RECORDS FOR THIS EXERCISE =
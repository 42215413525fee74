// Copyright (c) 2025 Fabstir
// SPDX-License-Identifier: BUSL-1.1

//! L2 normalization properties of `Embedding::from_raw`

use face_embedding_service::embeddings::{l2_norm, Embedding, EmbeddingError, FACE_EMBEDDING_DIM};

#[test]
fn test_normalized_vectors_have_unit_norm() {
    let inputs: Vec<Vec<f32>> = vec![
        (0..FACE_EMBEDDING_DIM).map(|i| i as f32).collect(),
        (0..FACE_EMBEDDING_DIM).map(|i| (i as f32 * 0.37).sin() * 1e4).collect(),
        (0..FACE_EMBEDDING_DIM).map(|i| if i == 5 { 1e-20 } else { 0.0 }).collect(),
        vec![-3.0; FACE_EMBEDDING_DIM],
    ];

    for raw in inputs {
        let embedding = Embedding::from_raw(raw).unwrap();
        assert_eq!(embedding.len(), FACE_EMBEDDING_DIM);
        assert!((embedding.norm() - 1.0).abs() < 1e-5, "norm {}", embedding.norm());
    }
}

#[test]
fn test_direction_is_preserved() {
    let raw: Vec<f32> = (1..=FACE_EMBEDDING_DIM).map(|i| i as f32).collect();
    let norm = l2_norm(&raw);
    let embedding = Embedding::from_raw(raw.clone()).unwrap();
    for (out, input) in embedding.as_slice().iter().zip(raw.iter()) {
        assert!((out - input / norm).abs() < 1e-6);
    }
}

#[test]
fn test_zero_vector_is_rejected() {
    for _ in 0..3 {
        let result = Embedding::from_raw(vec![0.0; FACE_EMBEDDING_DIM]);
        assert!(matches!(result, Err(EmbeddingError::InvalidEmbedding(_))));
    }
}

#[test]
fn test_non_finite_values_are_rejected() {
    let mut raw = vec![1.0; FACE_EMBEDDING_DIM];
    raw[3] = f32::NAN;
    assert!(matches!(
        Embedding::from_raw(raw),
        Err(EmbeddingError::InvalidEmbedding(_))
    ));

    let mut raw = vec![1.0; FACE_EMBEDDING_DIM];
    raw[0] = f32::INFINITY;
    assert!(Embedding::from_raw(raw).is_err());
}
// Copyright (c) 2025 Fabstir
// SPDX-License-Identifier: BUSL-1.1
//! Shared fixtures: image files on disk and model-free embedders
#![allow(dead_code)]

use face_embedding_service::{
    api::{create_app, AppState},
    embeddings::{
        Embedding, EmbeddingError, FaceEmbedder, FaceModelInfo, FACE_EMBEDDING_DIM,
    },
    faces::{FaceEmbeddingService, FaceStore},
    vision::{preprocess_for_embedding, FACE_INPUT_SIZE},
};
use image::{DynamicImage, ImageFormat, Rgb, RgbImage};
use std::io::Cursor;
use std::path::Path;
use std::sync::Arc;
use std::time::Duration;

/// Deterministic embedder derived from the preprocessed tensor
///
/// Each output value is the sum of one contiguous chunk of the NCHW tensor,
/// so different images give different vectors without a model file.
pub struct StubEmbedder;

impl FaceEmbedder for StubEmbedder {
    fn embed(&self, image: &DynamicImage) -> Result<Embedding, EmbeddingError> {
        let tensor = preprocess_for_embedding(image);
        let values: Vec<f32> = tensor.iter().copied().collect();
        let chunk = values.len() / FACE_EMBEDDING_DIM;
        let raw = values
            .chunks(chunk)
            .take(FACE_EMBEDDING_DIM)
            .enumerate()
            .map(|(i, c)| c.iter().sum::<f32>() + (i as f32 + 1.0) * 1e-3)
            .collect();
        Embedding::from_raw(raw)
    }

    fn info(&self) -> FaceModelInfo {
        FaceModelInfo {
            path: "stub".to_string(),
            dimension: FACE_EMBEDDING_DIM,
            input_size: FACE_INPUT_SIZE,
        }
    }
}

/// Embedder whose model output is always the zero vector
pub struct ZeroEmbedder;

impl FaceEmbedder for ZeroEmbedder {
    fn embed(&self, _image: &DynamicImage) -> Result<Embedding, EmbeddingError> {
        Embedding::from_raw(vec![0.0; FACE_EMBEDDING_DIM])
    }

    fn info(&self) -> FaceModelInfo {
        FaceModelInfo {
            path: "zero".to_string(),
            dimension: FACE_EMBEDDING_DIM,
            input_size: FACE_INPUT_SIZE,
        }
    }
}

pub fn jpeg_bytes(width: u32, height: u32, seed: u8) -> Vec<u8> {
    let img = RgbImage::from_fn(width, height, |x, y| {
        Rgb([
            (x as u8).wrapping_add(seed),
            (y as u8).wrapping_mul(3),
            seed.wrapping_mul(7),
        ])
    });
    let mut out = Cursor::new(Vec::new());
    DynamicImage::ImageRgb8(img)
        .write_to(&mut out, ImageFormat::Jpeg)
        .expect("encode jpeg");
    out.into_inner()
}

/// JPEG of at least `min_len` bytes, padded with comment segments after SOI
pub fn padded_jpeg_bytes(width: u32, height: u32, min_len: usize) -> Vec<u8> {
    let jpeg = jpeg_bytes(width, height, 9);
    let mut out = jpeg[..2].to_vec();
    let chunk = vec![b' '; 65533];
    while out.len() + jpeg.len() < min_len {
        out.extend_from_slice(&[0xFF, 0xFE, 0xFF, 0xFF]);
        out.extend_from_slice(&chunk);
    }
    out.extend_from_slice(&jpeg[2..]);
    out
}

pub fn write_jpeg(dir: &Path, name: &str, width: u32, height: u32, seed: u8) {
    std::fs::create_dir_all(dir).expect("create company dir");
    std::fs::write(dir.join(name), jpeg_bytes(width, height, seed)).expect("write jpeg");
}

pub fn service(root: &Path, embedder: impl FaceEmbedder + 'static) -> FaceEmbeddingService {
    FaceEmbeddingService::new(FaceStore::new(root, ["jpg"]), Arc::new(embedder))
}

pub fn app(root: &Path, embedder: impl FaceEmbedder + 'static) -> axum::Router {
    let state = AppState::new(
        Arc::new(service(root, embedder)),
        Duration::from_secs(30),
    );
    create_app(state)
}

TASK DESCRIPTION =
An exact copy of the entire material is required.

RESULT OF THIS TASK =
repository 42215413525fee74
// Copyright (c) 2025 Fabstir
// SPDX-License-Identifier: BUSL-1.1

//! L2 normalization properties of `Embedding::from_raw`

use face_embedding_service::embeddings::{l2_norm, Embedding, EmbeddingError, FACE_EMBEDDING_DIM};

#[test]
fn test_normalized_vectors_have_unit_norm() {
    let inputs: Vec<Vec<f32>> = vec![
        (0..FACE_EMBEDDING_DIM).map(|i| i as f32).collect(),
        (0..FACE_EMBEDDING_DIM).map(|i| (i as f32 * 0.37).sin() * 1e4).collect(),
        (0..FACE_EMBEDDING_DIM).map(|i| if i == 5 { 1e-20 } else { 0.0 }).collect(),
        vec![-3.0; FACE_EMBEDDING_DIM],
    ];

    for raw in inputs {
        let embedding = Embedding::from_raw(raw).unwrap();
        assert_eq!(embedding.len(), FACE_EMBEDDING_DIM);
        assert!((embedding.norm() - 1.0).abs() < 1e-5, "norm {}", embedding.norm());
    }
}

#[test]
fn test_direction_is_preserved() {
    let raw: Vec<f32> = (1..=FACE_EMBEDDING_DIM).map(|i| i as f32).collect();
    let norm = l2_norm(&raw);
    let embedding = Embedding::from_raw(raw.clone()).unwrap();
    for (out, input) in embedding.as_slice().iter().zip(raw.iter()) {
        assert!((out - input / norm).abs() < 1e-6);
    }
}

#[test]
fn test_zero_vector_is_rejected() {
    for _ in 0..3 {
        let result = Embedding::from_raw(vec![0.0; FACE_EMBEDDING_DIM]);
        assert!(matches!(result, Err(EmbeddingError::InvalidEmbedding(_))));
    }
}

#[test]
fn test_non_finite_values_are_rejected() {
    let mut raw = vec![1.0; FACE_EMBEDDING_DIM];
    raw[3] = f32::NAN;
    assert!(matches!(
        Embedding::from_raw(raw),
        Err(EmbeddingError::InvalidEmbedding(_))
    ));

    let mut raw = vec![1.0; FACE_EMBEDDING_DIM];
    raw[0] = f32::INFINITY;
    assert!(Embedding::from_raw(raw).is_err());
}
// Copyright (c) 2025 Fabstir
// SPDX-License-Identifier: BUSL-1.1
//! Shared fixtures: image files on disk and model-free embedders
#![allow(dead_code)]

use face_embedding_service::{
    api::{create_app, AppState},
    embeddings::{
        Embedding, EmbeddingError, FaceEmbedder, FaceModelInfo, FACE_EMBEDDING_DIM,
    },
    faces::{FaceEmbeddingService, FaceStore},
    vision::{preprocess_for_embedding, FACE_INPUT_SIZE},
};
use image::{DynamicImage, ImageFormat, Rgb, RgbImage};
use std::io::Cursor;
use std::path::Path;
use std::sync::Arc;
use std::time::Duration;

/// Deterministic embedder derived from the preprocessed tensor
///
/// Each output value is the sum of one contiguous chunk of the NCHW tensor,
/// so different images give different vectors without a model file.
pub struct StubEmbedder;

impl FaceEmbedder for StubEmbedder {
    fn embed(&self, image: &DynamicImage) -> Result<Embedding, EmbeddingError> {
        let tensor = preprocess_for_embedding(image);
        let values: Vec<f32> = tensor.iter().copied().collect();
        let chunk = values.len() / FACE_EMBEDDING_DIM;
        let raw = values
            .chunks(chunk)
            .take(FACE_EMBEDDING_DIM)
            .enumerate()
            .map(|(i, c)| c.iter().sum::<f32>() + (i as f32 + 1.0) * 1e-3)
            .collect();
        Embedding::from_raw(raw)
    }

    fn info(&self) -> FaceModelInfo {
        FaceModelInfo {
            path: "stub".to_string(),
            dimension: FACE_EMBEDDING_DIM,
            input_size: FACE_INPUT_SIZE,
        }
    }
}

/// Embedder whose model output is always the zero vector
pub struct ZeroEmbedder;

impl FaceEmbedder for ZeroEmbedder {
    fn embed(&self, _image: &DynamicImage) -> Result<Embedding, EmbeddingError> {
        Embedding::from_raw(vec![0.0; FACE_EMBEDDING_DIM])
    }

    fn info(&self) -> FaceModelInfo {
        FaceModelInfo {
            path: "zero".to_string(),
            dimension: FACE_EMBEDDING_DIM,
            input_size: FACE_INPUT_SIZE,
        }
    }
}

pub fn jpeg_bytes(width: u32, height: u32, seed: u8) -> Vec<u8> {
    let img = RgbImage::from_fn(width, height, |x, y| {
        Rgb([
            (x as u8).wrapping_add(seed),
            (y as u8).wrapping_mul(3),
            seed.wrapping_mul(7),
        ])
    });
    let mut out = Cursor::new(Vec::new());
    DynamicImage::ImageRgb8(img)
        .write_to(&mut out, ImageFormat::Jpeg)
        .expect("encode jpeg");
    out.into_inner()
}

/// JPEG of at least `min_len` bytes, padded with comment segments after SOI
pub fn padded_jpeg_bytes(width: u32, height: u32, min_len: usize) -> Vec<u8> {
    let jpeg = jpeg_bytes(width, height, 9);
    let mut out = jpeg[..2].to_vec();
    let chunk = vec![b' '; 65533];
    while out.len() + jpeg.len() < min_len {
        out.extend_from_slice(&[0xFF, 0xFE, 0xFF, 0xFF]);
        out.extend_from_slice(&chunk);
    }
    out.extend_from_slice(&jpeg[2..]);
    out
}

pub fn write_jpeg(dir: &Path, name: &str, width: u32, height: u32, seed: u8) {
    std::fs::create_dir_all(dir).expect("create company dir");
    std::fs::write(dir.join(name), jpeg_bytes(width, height, seed)).expect("write jpeg");
}

pub fn service(root: &Path, embedder: impl FaceEmbedder + 'static) -> FaceEmbeddingService {
    FaceEmbeddingService::new(FaceStore::new(root, ["jpg"]), Arc::new(embedder))
}

pub fn app(root: &Path, embedder: impl FaceEmbedder + 'static) -> axum::Router {
    let state = AppState::new(
        Arc::new(service(root, embedder)),
        Duration::from_secs(30),
    );
    create_app(state)
}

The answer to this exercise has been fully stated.